When first formulated, the EU biofuel target appeared sensible. Europe, after all, had a thriving biofuel industry that offered significant potential for reducing greenhouse gases from oil-powered transport. Beyond this, biofuels could be imported and the demand would stimulate similar industries around the world. However, the law of unintended consequences has kicked into effect. In the rush to make our exhaust emissions greener, worldwide biofuel production has been over-stimulated, with dire consequences.
Industrial conglomerates all over the world have not been slow to recognise there was money to be made from turning foodstuffs into alcohol, in growing oil crops rather than cereals and in ploughing up the world's forests and peat bogs for biofuel plantations. As a result, cheap biofuel is flooding into Europe, depressing indigenous European production and reducing agricultural output for human consumption.

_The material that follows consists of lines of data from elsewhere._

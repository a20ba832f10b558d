//! hacfg Configuration Parser
//!
//! This crate parses HAProxy configuration text into the model defined in
//! `hacfg-core`, and writes models back out.
//!
//! # Example
//!
//! ```rust
//! use hacfg_config::{load, render};
//!
//! let source = "frontend www *:80\n    default_backend app\n\nbackend app\n    server web1 10.0.0.1:8080 check\n";
//!
//! let config = load(source).unwrap();
//! assert_eq!(config.frontends[0].port, "80");
//! assert!(render(&config).contains("server web1 10.0.0.1:8080 check"));
//! ```

pub mod adapter;
pub mod builder;
pub mod parser;

pub use adapter::{JsonAdapter, TomlAdapter};
pub use builder::{build, BuildError};
pub use hacfg_core::render::{format_address, render};
pub use parser::{parse, parse_with, Document, ParseError, ParseStats, Parser, ParserConfig};

use hacfg_core::config::Configuration;
use std::path::Path;

/// Full pipeline: source -> Configuration
pub fn load(source: &str) -> Result<Configuration, LoadError> {
    load_with(source, &ParserConfig::default())
}

/// Full pipeline with explicit engine settings
pub fn load_with(source: &str, parser_config: &ParserConfig) -> Result<Configuration, LoadError> {
    let document = parse_with(source, parser_config)?;
    let config = build(&document)?;
    Ok(config)
}

/// Read and load a configuration file
pub fn load_file(path: impl AsRef<Path>) -> Result<Configuration, LoadError> {
    let path = path.as_ref();
    let source = std::fs::read_to_string(path).map_err(|e| LoadError::Io {
        path: path.display().to_string(),
        message: e.to_string(),
    })?;
    tracing::debug!("Loading {}", path.display());
    load(&source)
}

/// Render a configuration and write it to `path`
pub fn save_file(config: &Configuration, path: impl AsRef<Path>) -> Result<(), LoadError> {
    let path = path.as_ref();
    std::fs::write(path, render(config)).map_err(|e| LoadError::Io {
        path: path.display().to_string(),
        message: e.to_string(),
    })?;
    tracing::debug!("Wrote {}", path.display());
    Ok(())
}

/// Full pipeline error
#[derive(Debug, thiserror::Error)]
pub enum LoadError {
    #[error("IO error on {path}: {message}")]
    Io { path: String, message: String },

    #[error("Parse error: {0}")]
    Parse(#[from] ParseError),

    #[error("Build error: {0}")]
    Build(#[from] BuildError),
}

While the sustainability plan envisaged biofuel produced from the surpluses and waste that inevitably accompanies food production, the reality has been that conglomerates have found it more profitable to grow fuel than food. The financial attraction of biofuel production has accelerated pressures on virgin forest. It has been estimated that for an emissions saving of ten per cent come 2020, the developed world will have been indirectly responsible for the destruction of another tenth of the world's forests.

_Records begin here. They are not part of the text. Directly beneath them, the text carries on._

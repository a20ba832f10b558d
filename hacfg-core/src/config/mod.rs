//! Configuration model
//!
//! [`Configuration`] holds the sections of a configuration file; every
//! section owns a [`LineBlock`] of typed directive [`Line`]s.

mod block;
mod lines;
mod types;

pub use block::LineBlock;
pub use lines::{Acl, Bind, Config, Group, Line, LineKind, OptionLine, PasswordType, Server, UseBackend, User};
pub use types::{
    Backend, Configuration, Defaults, Frontend, Global, Listen, Section, SectionKind, Userlist,
};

People in poor countries are also being driven off their land to make way for new biofuel plantations, working in punishing conditions for a pittance. Combined with the large-scale drive in the US to produce bioethanol from maize, this is contributing to soaring food prices, depriving the world of vital land to grow crops just at the time when climate change is inducing drought in large areas of Africa and Asia. As a result, world food prices have soared by 45 per cent in the last nine months, according to the UN.
It is time for the UK Government to put a stop this misguided policy and to urge the EU to do likewise until a thorough investigation into the impact of biofuels has been completed and credible and enforceable standards are in place, guaranteeing that biofuels make neither climate change nor poverty worse. Unless they do, the lives and livelihoods of poor people around the world will be put at increased risk.